Dataset entries:

»»

//! Mutation through item and attribute syntax on every mutable wrapper.

mod common;

use anyhow::{Result, ensure};
use attr_map::{
    AttrDefault, AttrDict, AttrError, AttrMap, AttrMapping, Key, Mapping, MutableAttrMapping,
    Value,
};
use common::sample;
use rstest::rstest;

fn check_create_and_delete<W: MutableAttrMapping>(mut wrapper: W) -> Result<()> {
    wrapper.set_attr("created", "by attribute")?;
    wrapper.set_item("also", "by item");
    ensure!(wrapper.attr("also")? == "by item");
    ensure!(wrapper.item("created")? == "by attribute");

    wrapper.set_item("foo", "overwritten");
    ensure!(wrapper.attr("foo")? == "overwritten");

    wrapper.del_attr("created")?;
    wrapper.del_item("also")?;
    ensure!(wrapper.attr("created").is_err() && wrapper.item("also").is_err());

    // Keys that are not attribute-safe are still writable through items.
    wrapper.set_item("get", "still an item");
    ensure!(wrapper.item("get")? == "still an item");
    ensure!(wrapper.set_attr("get", 1).is_err_and(|err| err.is_type_error()));
    ensure!(wrapper.del_attr("get").is_err_and(|err| err.is_type_error()));
    wrapper.del_item("get")?;
    ensure!(!wrapper.contains_key("get"));
    Ok(())
}

fn check_derived_operations<W: MutableAttrMapping>(mut wrapper: W) -> Result<()> {
    ensure!(wrapper.pop("foo")? == "bar");
    ensure!(wrapper.attr("foo").is_err());
    ensure!(wrapper.pop("foo").is_err_and(|err| err.is_lookup_error()));
    ensure!(wrapper.pop_or("foo", "fallback") == "fallback");

    let (key, value) = wrapper.popitem()?;
    ensure!(key == Key::from("bytes"));
    ensure!(value == Value::Bytes(b"raw".to_vec()));

    wrapper.update(&Mapping::from_pairs([("fresh", Value::from(1)), ("lorem", Value::Null)]));
    ensure!(wrapper.attr("fresh")?.to_value() == Value::Int(1));
    ensure!(wrapper.item("lorem")?.is_null());

    wrapper.update_pairs([("paired", true)]);
    ensure!(wrapper.attr("paired")?.to_value() == Value::Bool(true));

    ensure!(wrapper.setdefault("paired", false) == Value::Bool(true));
    ensure!(wrapper.setdefault("defaulted", "set") == "set");
    ensure!(wrapper.attr("defaulted")? == "set");

    wrapper.clear();
    ensure!(wrapper.is_empty());
    ensure!(wrapper.attr("paired").is_err());
    ensure!(matches!(wrapper.popitem(), Err(AttrError::EmptyMapping)));
    Ok(())
}

fn check_writes_reach_the_backing_mapping<W: MutableAttrMapping>(
    mut wrapper: W,
    backing: &Mapping,
) -> Result<()> {
    wrapper.set_attr("shared", 1)?;
    ensure!(backing.contains_key(&Key::from("shared")));

    let Some(mut lorem) = wrapper.attr("lorem")?.into_map() else {
        anyhow::bail!("expected nested wrapper");
    };
    lorem.set_attr("nested", 2)?;
    let Some(Value::Map(raw)) = backing.get(&Key::from("lorem")) else {
        anyhow::bail!("expected nested mapping");
    };
    ensure!(raw.get(&Key::from("nested")) == Some(Value::Int(2)));
    Ok(())
}

#[rstest]
fn attr_map_mutation(sample: Mapping) -> Result<()> {
    check_create_and_delete(AttrMap::new(sample.deep_copy()))?;
    check_derived_operations(AttrMap::new(sample.deep_copy()))?;
    check_writes_reach_the_backing_mapping(AttrMap::new(sample.clone()), &sample)
}

#[rstest]
fn attr_dict_mutation(sample: Mapping) -> Result<()> {
    check_create_and_delete(AttrDict::new(sample.deep_copy()))?;
    check_derived_operations(AttrDict::new(sample.deep_copy()))?;
    check_writes_reach_the_backing_mapping(AttrDict::new(sample.clone()), &sample)
}

#[rstest]
fn attr_default_mutation(sample: Mapping) -> Result<()> {
    let wrap = |mapping: Mapping| AttrDefault::new(None).with_mapping(mapping);
    check_create_and_delete(wrap(sample.deep_copy()))?;
    check_derived_operations(wrap(sample.deep_copy()))?;
    check_writes_reach_the_backing_mapping(wrap(sample.clone()), &sample)
}

#[rstest]
fn private_attributes_are_opt_in(sample: Mapping) -> Result<()> {
    let mut dict = AttrDict::new(sample);
    ensure!(dict.set_attr("_bookkeeping", 1).is_err());

    dict.set_allow_invalid_attributes(true);
    dict.set_attr("_bookkeeping", 1)?;
    ensure!(dict.attr("_bookkeeping")?.to_value() == Value::Int(1));
    // The key of the same name in the mapping is untouched.
    ensure!(dict.item("_private")? == Value::Int(1));
    ensure!(!dict.contains_key("_bookkeeping"));

    ensure!(dict.force_remove_attribute("_bookkeeping") == Some(Value::Int(1)));
    ensure!(dict.force_remove_attribute("_bookkeeping").is_none());
    Ok(())
}

#[test]
fn from_keys_copies_the_value_per_key() -> Result<()> {
    let dict = AttrDict::from_keys(["a", "b"], Value::map([("x", 1)]));
    let Value::Map(a) = dict.item("a")? else {
        anyhow::bail!("expected mapping");
    };
    a.insert("y", 2);
    ensure!(dict.attr("b")?.attr("y").is_err());
    Ok(())
}
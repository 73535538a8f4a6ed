//! Serialisable snapshots of wrappers.

use indexmap::IndexMap;
use serde::{Deserialize, Serialize};

use crate::attr::slots::PrivateAttributes;
use crate::{DefaultFactory, Key, Mapping, SequenceKind, Slots, Value, WrapConfig};

/// Everything needed to rebuild a wrapper: its data and its configuration.
///
/// Items are kept as ordered `[key, value]` pairs so non-string keys
/// survive formats such as JSON, and values use a tagged encoding so lists,
/// tuples and byte strings come back as what they were. Private attributes
/// are carried too.
///
/// A wrapper whose default factory is a callback cannot be serialised.
///
/// # Examples
///
/// ```
/// use attr_map::{AttrDict, AttrMapping, SequenceKind, WrapConfig};
///
/// let dict = AttrDict::from_pairs([("a", 1)])
///     .with_config(WrapConfig::new().with_sequence_type(Some(SequenceKind::List)));
/// let text = serde_json::to_string(&dict.state())?;
/// let back = AttrDict::from_state(serde_json::from_str(&text)?);
/// assert_eq!(back, dict);
/// assert_eq!(back.sequence_type(), Some(SequenceKind::List));
/// # Ok::<_, serde_json::Error>(())
/// ```
#[derive(Debug, Clone, PartialEq, Serialize, Deserialize)]
pub struct WrapperState {
    /// The entries, in order.
    pub items: Vec<(Key, Value)>,
    /// Container sequences are rebuilt into.
    pub sequence_type: Option<SequenceKind>,
    /// Factory for missing keys.
    #[serde(default)]
    pub default_factory: Option<DefaultFactory>,
    /// Whether the factory receives the missing key.
    #[serde(default)]
    pub pass_key: bool,
    /// Whether attribute-unsafe names may be stored as private attributes.
    #[serde(default)]
    pub allow_invalid_attributes: bool,
    /// Private attributes, by name.
    #[serde(default, skip_serializing_if = "IndexMap::is_empty")]
    pub private_attributes: IndexMap<String, Value>,
}

impl WrapperState {
    /// Snapshot `slots`. The items share nested storage with the wrapper
    /// until the state is serialised.
    pub(crate) fn capture(slots: &Slots) -> Self {
        let config = slots.config();
        let private = slots.private();
        Self {
            items: slots.mapping().items(),
            sequence_type: config.sequence_type,
            default_factory: config.default_factory.clone(),
            pass_key: config.pass_key,
            allow_invalid_attributes: private.allow_invalid,
            private_attributes: private.values.clone(),
        }
    }

    /// Turn the snapshot back into wrapper state over a fresh mapping.
    pub(crate) fn into_slots(self) -> Slots {
        let config = WrapConfig {
            sequence_type: self.sequence_type,
            default_factory: self.default_factory,
            pass_key: self.pass_key,
        };
        let mut slots = Slots::new(Mapping::from_pairs(self.items), config);
        *slots.private_mut() = PrivateAttributes {
            allow_invalid: self.allow_invalid_attributes,
            values: self.private_attributes,
        };
        slots
    }
}
//! Scratch directories holding configuration files for loader tests.
//!
//! Each [`ConfigDir`] owns a fresh temporary directory that is removed when
//! the value is dropped, so tests never share files or touch the process
//! working directory.
//!
//! # Examples
//!
//! ```
//! use test_helpers::ConfigDir;
//!
//! # fn main() -> anyhow::Result<()> {
//! let dir = ConfigDir::new()?;
//! let path = dir.write("config.json", r#"{"name": "demo"}"#)?;
//! assert!(path.is_file());
//! # Ok(())
//! # }
//! ```

use anyhow::{Context, Result, anyhow};
use camino::{Utf8Path, Utf8PathBuf};
use tempfile::TempDir;

/// A temporary directory for configuration files.
#[derive(Debug)]
pub struct ConfigDir {
    dir: TempDir,
    root: Utf8PathBuf,
}

impl ConfigDir {
    /// Create an empty directory.
    ///
    /// # Errors
    ///
    /// Returns an error if the directory cannot be created or its path is
    /// not valid UTF-8.
    pub fn new() -> Result<Self> {
        let dir = tempfile::tempdir().context("create temporary config directory")?;
        let root = Utf8PathBuf::from_path_buf(dir.path().to_path_buf())
            .map_err(|path| anyhow!("temporary directory {} is not UTF-8", path.display()))?;
        Ok(Self { dir, root })
    }

    /// The directory itself.
    #[must_use]
    pub fn path(&self) -> &Utf8Path {
        &self.root
    }

    /// Write `contents` to `name` inside the directory and return the full
    /// path.
    ///
    /// # Errors
    ///
    /// Returns an error if the file cannot be written.
    pub fn write(&self, name: &str, contents: &str) -> Result<Utf8PathBuf> {
        let path = self.root.join(name);
        std::fs::write(&path, contents).with_context(|| format!("write {path}"))?;
        Ok(path)
    }

    /// Full path of `name` inside the directory, without creating it.
    #[must_use]
    pub fn join(&self, name: &str) -> Utf8PathBuf {
        debug_assert!(self.dir.path().exists(), "directory removed early");
        self.root.join(name)
    }
}

#[cfg(test)]
mod tests {
    use super::ConfigDir;

    #[test]
    fn files_are_removed_with_the_directory() -> anyhow::Result<()> {
        let dir = ConfigDir::new()?;
        let path = dir.write("a.toml", "x = 1")?;
        anyhow::ensure!(std::fs::read_to_string(&path)? == "x = 1");
        let root = dir.path().to_owned();
        drop(dir);
        anyhow::ensure!(!root.exists());
        Ok(())
    }

    #[test]
    fn join_does_not_create_files() -> anyhow::Result<()> {
        let dir = ConfigDir::new()?;
        anyhow::ensure!(!dir.join("missing.json").exists());
        Ok(())
    }
}
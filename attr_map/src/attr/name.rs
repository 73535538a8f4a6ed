//! Attribute-safety predicate.

/// Whether `name` may be exposed as an attribute.
///
/// A name is attribute-safe when it starts with an ASCII letter, continues
/// with ASCII letters, digits or underscores only, and is not one of the
/// `reserved` names (the methods of the wrapper type being queried). Names
/// with a leading underscore are never attribute-safe.
///
/// # Examples
///
/// ```
/// use attr_map::is_attribute_safe;
///
/// assert!(is_attribute_safe("foo_1", &["get"]));
/// assert!(!is_attribute_safe("get", &["get"]));
/// assert!(!is_attribute_safe("_hidden", &[]));
/// assert!(!is_attribute_safe("1st", &[]));
/// ```
#[must_use]
pub fn is_attribute_safe(name: &str, reserved: &[&str]) -> bool {
    let mut chars = name.chars();
    let Some(first) = chars.next() else {
        return false;
    };
    first.is_ascii_alphabetic()
        && chars.all(|ch| ch.is_ascii_alphanumeric() || ch == '_')
        && !reserved.contains(&name)
}
//! Storage shared by every wrapper type.

use indexmap::IndexMap;

use crate::{Mapping, Value, WrapConfig};

/// Real attributes stored outside the backing mapping.
///
/// Only populated when a mutable wrapper opts in through
/// [`crate::MutableAttrMapping::set_allow_invalid_attributes`]; never
/// mirrored into the backing mapping and never compared for equality.
#[derive(Debug, Clone, Default, PartialEq)]
pub(crate) struct PrivateAttributes {
    pub(crate) allow_invalid: bool,
    pub(crate) values: IndexMap<String, Value>,
}

/// The state behind a wrapper: its backing mapping, its configuration and
/// any private attributes.
///
/// Implementors of [`crate::AttrMapping`] hold one of these and hand it out
/// through [`crate::AttrMapping::slots`]. Cloning `Slots` shares the backing
/// mapping.
#[derive(Debug, Clone, Default)]
pub struct Slots {
    mapping: Mapping,
    config: WrapConfig,
    private: PrivateAttributes,
}

impl Slots {
    /// Slots over `mapping` with `config` and no private attributes.
    #[must_use]
    pub fn new(mapping: Mapping, config: WrapConfig) -> Self {
        Self {
            mapping,
            config,
            private: PrivateAttributes::default(),
        }
    }

    /// The backing mapping.
    #[must_use]
    pub const fn mapping(&self) -> &Mapping {
        &self.mapping
    }

    /// The wrapper configuration.
    #[must_use]
    pub const fn config(&self) -> &WrapConfig {
        &self.config
    }

    pub(crate) const fn config_mut(&mut self) -> &mut WrapConfig {
        &mut self.config
    }

    pub(crate) const fn private(&self) -> &PrivateAttributes {
        &self.private
    }

    pub(crate) const fn private_mut(&mut self) -> &mut PrivateAttributes {
        &mut self.private
    }

    /// Same configuration and private attributes over a different mapping.
    pub(crate) fn with_mapping(&self, mapping: Mapping) -> Self {
        Self {
            mapping,
            config: self.config.clone(),
            private: self.private.clone(),
        }
    }
}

««

WORK TO BE COMPLETED
Search the entries above for the string "temporary", and report each line where it occurs.

RESPONSE BELOW
//! Each [`ConfigDir`] owns a fresh temporary directory that is removed when
/// A temporary directory for configuration files.
        let dir = tempfile::tempdir().context("create temporary config directory")?;
            .map_err(|path| anyhow!("temporary directory {} is not UTF-8", path.display()))?;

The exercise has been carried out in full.